Rightsizers driving southern Gold Coast market
This cycle has seen the emergence of the apartment market in the southern portion of the Gold Coast, with higher end smaller scale downsizer projects receiving strong demand in locations such as Burleigh Heads, Palm Beach and Coolangatta from “rightsizers”. This is in contrast to the typically larger scale apartment projects historically delivered in the glitz and higher amenity centralised locations such as Surfers Paradise and Broadbeach.
“Downsizers and, baby boomers on the Gold Coast, are often rightsizers, looking to the right size, age and place. They’ve got money that they’ve made from their detached dwellings.
Temlett said the concept of rightsizing on the Gold Coast could be broken down into further categories.
“Baby boomers and downsizers typically have a large house. They’ll sell the house. They’ll go into a smaller apartment. What we’re finding is there’s actually a lot of buyers, especially on the Gold Coast, that are doing the opposite. They’re buying more space. They’re going to these enormous apartments because they can afford it, often bigger or the same size as their house, which is quite different to typically what you observe in Melbourne, Sydney or Brisbane, where they’re normally downsizing space.
“There’s the rightsizers in the market that are actually upgrading space, and that’s the really higher, luxury-end project that are full-floor apartments, four or five levels or so. It’s not so much unique, but it’s happening quite a lot in the Gold Coast.
“There’s the other segments of the rightsize market, that are still downsizing from a larger house to a smaller apartment, but they’re still very nice apartments.
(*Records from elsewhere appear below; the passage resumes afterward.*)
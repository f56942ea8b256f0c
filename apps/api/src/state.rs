use std::sync::Arc;

use crate::config::Config;
use crate::wizard::{WizardCatalog, WizardSession};

/// Shared application state injected into all route handlers via Axum extractors.
#[derive(Clone)]
pub struct AppState {
    pub config: Config,
    /// Option lists offered by the wizard. Loaded once at startup.
    pub catalog: Arc<WizardCatalog>,
    pub session: WizardSession,
}
//! Render-ready snapshot of the current step. The front end draws exactly
//! what is here and keeps no wizard state of its own.

use serde::Serialize;

use crate::layout::{layout_results, ResultLayout};
use crate::wizard::catalog::ChoiceOption;
use crate::wizard::gate::Requirement;
use crate::wizard::machine::Wizard;
use crate::wizard::{REQUEST_STEP, TOTAL_STEPS};

#[derive(Debug, Clone, Serialize)]
#[serde(rename_all = "camelCase")]
pub struct StepView {
    pub step: u8,
    pub total_steps: u8,
    pub title: &'static str,
    /// Progress bar fill for the questionnaire steps; absent on the results step.
    pub progress_percent: Option<u8>,
    pub back_disabled: bool,
    pub next_disabled: bool,
    /// Absent on the results step, which only offers restart.
    pub next_label: Option<&'static str>,
    pub unmet: Vec<UnmetRequirement>,
    pub pending_request: bool,
    /// Shown on the request step (to offer a retry) and on the results step.
    pub last_error: Option<String>,
    pub content: StepContent,
}

#[derive(Debug, Clone, Serialize)]
pub struct UnmetRequirement {
    pub requirement: Requirement,
    pub message: String,
}

#[derive(Debug, Clone, Serialize)]
pub struct CheckOption {
    pub value: String,
    pub checked: bool,
}

#[derive(Debug, Clone, Serialize)]
pub struct SelectOption {
    pub value: String,
    pub label: String,
    pub selected: bool,
}

#[derive(Debug, Clone, Serialize)]
#[serde(tag = "kind", rename_all = "snake_case")]
pub enum StepContent {
    #[serde(rename_all = "camelCase")]
    Personal { name: String, age: String },
    #[serde(rename_all = "camelCase")]
    Career {
        current_career: String,
        years_of_experience: String,
        education: Vec<SelectOption>,
    },
    #[serde(rename_all = "camelCase")]
    SkillsAndInterests {
        skills: Vec<CheckOption>,
        interests: Vec<CheckOption>,
    },
    #[serde(rename_all = "camelCase")]
    Motivation {
        motivations: Vec<CheckOption>,
        /// Every selected motivation in selection order, free-text ones included.
        selected_motivations: Vec<String>,
        custom_motivation: String,
        work_style: Vec<SelectOption>,
        salary: Vec<SelectOption>,
    },
    Results(ResultLayout),
}

pub fn step_title(step: u8) -> &'static str {
    match step {
        1 => "Personal Information",
        2 => "Current Career",
        3 => "Skills and Interests",
        4 => "Motivation and Expectation",
        _ => "The Most Suitable Career Alternatives for You",
    }
}

impl StepView {
    pub fn from_wizard(wizard: &Wizard) -> Self {
        let state = wizard.state();
        let step = state.current_step;
        let terminal = wizard.is_terminal();

        let progress_percent = if terminal {
            None
        } else {
            Some((u32::from(step) * 100 / u32::from(REQUEST_STEP)) as u8)
        };

        let next_label = match step {
            TOTAL_STEPS => None,
            REQUEST_STEP => Some("See The Results"),
            _ => Some("Next"),
        };

        let last_error = if step >= REQUEST_STEP {
            state.last_error.clone()
        } else {
            None
        };

        Self {
            step,
            total_steps: TOTAL_STEPS,
            title: step_title(step),
            progress_percent,
            back_disabled: step == 1 || terminal || state.pending_request,
            next_disabled: wizard.next_disabled(),
            next_label,
            unmet: wizard
                .unmet_requirements()
                .into_iter()
                .map(|requirement| UnmetRequirement {
                    requirement,
                    message: requirement.to_string(),
                })
                .collect(),
            pending_request: state.pending_request,
            last_error,
            content: step_content(wizard),
        }
    }
}

fn step_content(wizard: &Wizard) -> StepContent {
    let state = wizard.state();
    let profile = &state.profile;
    let catalog = wizard.catalog();

    match state.current_step {
        1 => StepContent::Personal {
            name: profile.name.clone(),
            age: profile.age.clone(),
        },
        2 => StepContent::Career {
            current_career: profile.current_career.clone(),
            years_of_experience: profile.years_of_experience.clone(),
            education: select_options(&catalog.education_levels, &profile.education),
        },
        3 => StepContent::SkillsAndInterests {
            skills: check_options(&catalog.skills, &profile.skills),
            interests: check_options(&catalog.interests, &profile.interests),
        },
        4 => StepContent::Motivation {
            motivations: check_options(&catalog.motivations, &profile.motivations),
            selected_motivations: profile.motivations.clone(),
            custom_motivation: state.custom_motivation.clone(),
            work_style: select_options(&catalog.work_styles, &profile.work_style),
            salary: select_options(&catalog.salary_bands, &profile.salary),
        },
        _ => StepContent::Results(layout_results(&profile.name, &state.suggestions)),
    }
}

fn check_options(catalog: &[String], selected: &[String]) -> Vec<CheckOption> {
    catalog
        .iter()
        .map(|value| CheckOption {
            value: value.clone(),
            checked: selected.contains(value),
        })
        .collect()
}

fn select_options(options: &[ChoiceOption], current: &str) -> Vec<SelectOption> {
    options
        .iter()
        .map(|o| SelectOption {
            value: o.value.clone(),
            label: o.label.clone(),
            selected: o.value == current,
        })
        .collect()
}
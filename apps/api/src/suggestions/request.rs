use std::time::Duration;

use tokio::sync::oneshot;
use tracing::{debug, warn};

use crate::suggestions::service::{SuggestionError, SuggestionService};
use crate::wizard::profile::Profile;

/// Held by the wizard while a request is in flight. `cancel` abandons it.
#[derive(Debug)]
pub struct CancelHandle(oneshot::Sender<()>);

/// Resolves when the matching `CancelHandle` fires or is dropped.
#[derive(Debug)]
pub struct CancelSignal(oneshot::Receiver<()>);

pub fn cancel_pair() -> (CancelHandle, CancelSignal) {
    let (tx, rx) = oneshot::channel();
    (CancelHandle(tx), CancelSignal(rx))
}

impl CancelHandle {
    pub fn cancel(self) {
        // The receiver is gone once the request has finished; nothing to cancel then.
        let _ = self.0.send(());
    }
}

impl CancelSignal {
    #[cfg(test)]
    pub fn fired(&mut self) -> bool {
        self.0.try_recv().is_ok()
    }
}

/// Runs the single suggestion request under a deadline, abandoning it early on cancellation.
pub async fn run_request(
    service: &dyn SuggestionService,
    profile: &Profile,
    timeout: Duration,
    cancel: CancelSignal,
) -> Result<String, SuggestionError> {
    let start = std::time::Instant::now();

    let result = tokio::select! {
        biased;
        _ = cancel.0 => Err(SuggestionError::Cancelled),
        outcome = tokio::time::timeout(timeout, service.request_suggestions(profile)) => {
            outcome.unwrap_or(Err(SuggestionError::Timeout(timeout)))
        }
    };

    match &result {
        Ok(text) => debug!(
            elapsed_ms = start.elapsed().as_millis() as u64,
            bytes = text.len(),
            "Suggestion request finished"
        ),
        Err(e) => warn!(
            elapsed_ms = start.elapsed().as_millis() as u64,
            error = %e,
            "Suggestion request failed"
        ),
    }

    result
}
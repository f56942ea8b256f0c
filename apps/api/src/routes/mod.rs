pub mod health;

use axum::{
    routing::{get, post, put},
    Router,
};

use crate::state::AppState;
use crate::wizard::handlers;

pub fn build_router(state: AppState) -> Router {
    Router::new()
        .route("/health", get(health::health_handler))
        .route("/api/v1/catalog", get(handlers::handle_get_catalog))
        // Wizard API
        .route("/api/v1/wizard", get(handlers::handle_get_wizard))
        .route("/api/v1/wizard/fields", put(handlers::handle_set_field))
        .route("/api/v1/wizard/toggle", post(handlers::handle_toggle))
        .route(
            "/api/v1/wizard/custom-motivation",
            put(handlers::handle_set_custom_motivation)
                .post(handlers::handle_add_custom_motivation),
        )
        .route("/api/v1/wizard/next", post(handlers::handle_next))
        .route("/api/v1/wizard/back", post(handlers::handle_back))
        .route("/api/v1/wizard/restart", post(handlers::handle_restart))
        .with_state(state)
}

#[cfg(test)]
mod tests {
    use super::*;
    use std::sync::Arc;
    use std::time::Duration;

    use async_trait::async_trait;
    use axum::body::Body;
    use axum::http::{Method, Request, StatusCode};
    use serde_json::{json, Value};
    use tower::ServiceExt;

    use crate::config::Config;
    use crate::suggestions::{SuggestionError, SuggestionService};
    use crate::wizard::profile::Profile;
    use crate::wizard::{FailurePolicy, Wizard, WizardCatalog, WizardSession, WizardSettings};

    struct Canned(&'static str);

    #[async_trait]
    impl SuggestionService for Canned {
        async fn request_suggestions(&self, _profile: &Profile) -> Result<String, SuggestionError> {
            Ok(self.0.to_string())
        }
    }

    fn test_router(reply: &'static str) -> Router {
        let catalog = Arc::new(WizardCatalog::default());
        let settings = WizardSettings {
            failure_policy: FailurePolicy::Stay,
            request_timeout: Duration::from_secs(5),
        };
        let wizard = Wizard::new(Arc::clone(&catalog), settings);
        let state = AppState {
            config: Config {
                openai_api_key: "test-key".into(),
                openai_model: "gpt-4".into(),
                openai_base_url: "http://localhost".into(),
                port: 0,
                rust_log: "info".into(),
                request_timeout: settings.request_timeout,
                failure_policy: settings.failure_policy,
                catalog_path: None,
            },
            catalog,
            session: WizardSession::new(wizard, Arc::new(Canned(reply))),
        };
        build_router(state)
    }

    async fn send(
        router: &Router,
        method: Method,
        uri: &str,
        body: Option<Value>,
    ) -> (StatusCode, Value) {
        let mut builder = Request::builder().method(method).uri(uri);
        let body = match body {
            Some(v) => {
                builder = builder.header("content-type", "application/json");
                Body::from(v.to_string())
            }
            None => Body::empty(),
        };
        let response = router
            .clone()
            .oneshot(builder.body(body).unwrap())
            .await
            .unwrap();
        let status = response.status();
        let bytes = axum::body::to_bytes(response.into_body(), usize::MAX)
            .await
            .unwrap();
        let json = if bytes.is_empty() {
            Value::Null
        } else {
            serde_json::from_slice(&bytes).unwrap()
        };
        (status, json)
    }

    async fn set_field(router: &Router, field: &str, value: &str) {
        let (status, _) = send(
            router,
            Method::PUT,
            "/api/v1/wizard/fields",
            Some(json!({ "field": field, "value": value })),
        )
        .await;
        assert_eq!(status, StatusCode::OK, "setting {field}");
    }

    async fn toggle(router: &Router, field: &str, value: &str) {
        let (status, _) = send(
            router,
            Method::POST,
            "/api/v1/wizard/toggle",
            Some(json!({ "field": field, "value": value })),
        )
        .await;
        assert_eq!(status, StatusCode::OK, "toggling {value}");
    }

    async fn next(router: &Router) -> (StatusCode, Value) {
        send(router, Method::POST, "/api/v1/wizard/next", None).await
    }

    #[tokio::test]
    async fn test_health() {
        let router = test_router("{}");
        let (status, body) = send(&router, Method::GET, "/health", None).await;
        assert_eq!(status, StatusCode::OK);
        assert_eq!(body["status"], "ok");
        assert_eq!(body["service"], "career-guide-api");
        assert_eq!(body["model"], "gpt-4");
    }

    #[tokio::test]
    async fn test_catalog_lists_options() {
        let router = test_router("{}");
        let (status, body) = send(&router, Method::GET, "/api/v1/catalog", None).await;
        assert_eq!(status, StatusCode::OK);
        assert_eq!(body["educationLevels"].as_array().unwrap().len(), 5);
        assert!(!body["skills"].as_array().unwrap().is_empty());
    }

    #[tokio::test]
    async fn test_blocked_next_returns_422_with_unmet() {
        let router = test_router("{}");
        set_field(&router, "name", "Alex").await;

        let (status, body) = next(&router).await;
        assert_eq!(status, StatusCode::UNPROCESSABLE_ENTITY);
        assert_eq!(body["error"]["code"], "STEP_INCOMPLETE");
        assert_eq!(body["error"]["details"]["unmet"], json!(["age"]));

        let (_, view) = send(&router, Method::GET, "/api/v1/wizard", None).await;
        assert_eq!(view["step"], 1);
    }

    #[tokio::test]
    async fn test_unknown_skill_is_bad_request() {
        let router = test_router("{}");
        let (status, body) = send(
            &router,
            Method::POST,
            "/api/v1/wizard/toggle",
            Some(json!({ "field": "skills", "value": "Juggling" })),
        )
        .await;
        assert_eq!(status, StatusCode::BAD_REQUEST);
        assert_eq!(body["error"]["code"], "UNKNOWN_OPTION");

        let (status, _) = send(
            &router,
            Method::POST,
            "/api/v1/wizard/toggle",
            Some(json!({ "field": "motivations", "value": "   " })),
        )
        .await;
        assert_eq!(status, StatusCode::BAD_REQUEST);
    }

    #[tokio::test]
    async fn test_full_walkthrough_to_results_and_restart() {
        let router = test_router(
            r##"{"resultInformations":[
                {"title":"Graphic Designer","match":92,"description":"Visual work","color":"#22C55E"},
                {"title":"Music Teacher","match":88,"description":"Teaching music","color":"#EAB308"}
            ]}"##,
        );

        set_field(&router, "name", "Alex").await;
        set_field(&router, "age", "30").await;
        assert_eq!(next(&router).await.1["step"], 2);

        set_field(&router, "currentCareer", "Teacher").await;
        set_field(&router, "yearsOfExperience", "5").await;
        set_field(&router, "education", "degree").await;
        assert_eq!(next(&router).await.1["step"], 3);

        for skill in ["Teamwork", "Leadership", "Creativity"] {
            toggle(&router, "skills", skill).await;
        }
        for interest in ["Art", "Music", "Food"] {
            toggle(&router, "interests", interest).await;
        }
        assert_eq!(next(&router).await.1["step"], 4);

        let (status, view) = send(
            &router,
            Method::POST,
            "/api/v1/wizard/custom-motivation",
            Some(json!({ "text": "  Mentoring  " })),
        )
        .await;
        assert_eq!(status, StatusCode::OK);
        assert_eq!(view["content"]["selectedMotivations"], json!(["Mentoring"]));
        assert_eq!(view["content"]["customMotivation"], "");
        set_field(&router, "workStyle", "hybrid").await;
        set_field(&router, "salary", "20000-30000").await;

        let (status, view) = next(&router).await;
        assert_eq!(status, StatusCode::OK);
        assert_eq!(view["step"], 5);
        assert_eq!(view["content"]["kind"], "results");
        assert_eq!(view["content"]["centerLabel"], "Alex");
        assert_eq!(view["content"]["bubbles"][0]["dx"], 110);
        assert_eq!(view["content"]["bubbles"][1]["dx"], 110);

        let (status, body) = send(&router, Method::POST, "/api/v1/wizard/back", None).await;
        assert_eq!(status, StatusCode::CONFLICT);
        assert_eq!(body["error"]["code"], "AT_TERMINAL_STEP");

        let (status, view) = send(&router, Method::POST, "/api/v1/wizard/restart", None).await;
        assert_eq!(status, StatusCode::OK);
        assert_eq!(view["step"], 1);
        assert_eq!(view["content"]["name"], "");
    }
}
They’re not the investor-grade apartments.
“People on the Gold Coast are going, well, I want something that’s more functional and maintainable for me, but I don’t want to necessarily lose all the space. And so they lose some space in obviously not having a garden, but the actual size of the apartment is bigger than the size of the house.
“That was going to occur on the Gold Coast, it’s just been brought forward as a function of the pandemic –, probably by a market cycle.”
Labour shortage risk
Temlett said that much like Brisbane’s apartment market, there is going to be the major risk leading up to the Olympics of competition for both labour and materials.
There is a $7.1 billion venue infrastructure program in place for the 2032 Games.
“Definitely what the Queensland government should do is what the Western Australian government is doing with its visa subsidy program and actually getting skilled workers,” Temlett said, referring to Western Australia’s visa subsidy program in which the state government essentially sponsors tradies to come in and pays the visa fees.
“The risks are very similar on the Gold Coast as they are in Brisbane.
“Similar to Brisbane, the state government can’t underestimate all that infrastructure coming in and the pressure it’s going to put on the building industry. The building industry needs to be supported and the actual capacity of the industry needs to be expanded by getting skilled workers in – there’s already a housing shortage in in that area of Australia.”
Australia as a whole needs an additional 83,000 tradies to meet the National Housing Accord target of delivering 1.2 million homes over the next five years, according to the Housing Industry Association.
Data from the National Centre for Vocational Education and Research showed building and construction apprenticeship numbers have plummeted by a further 22% year-on-year.
May’s federal budget included a $91 million investment to increase the building and construction workforce numbers.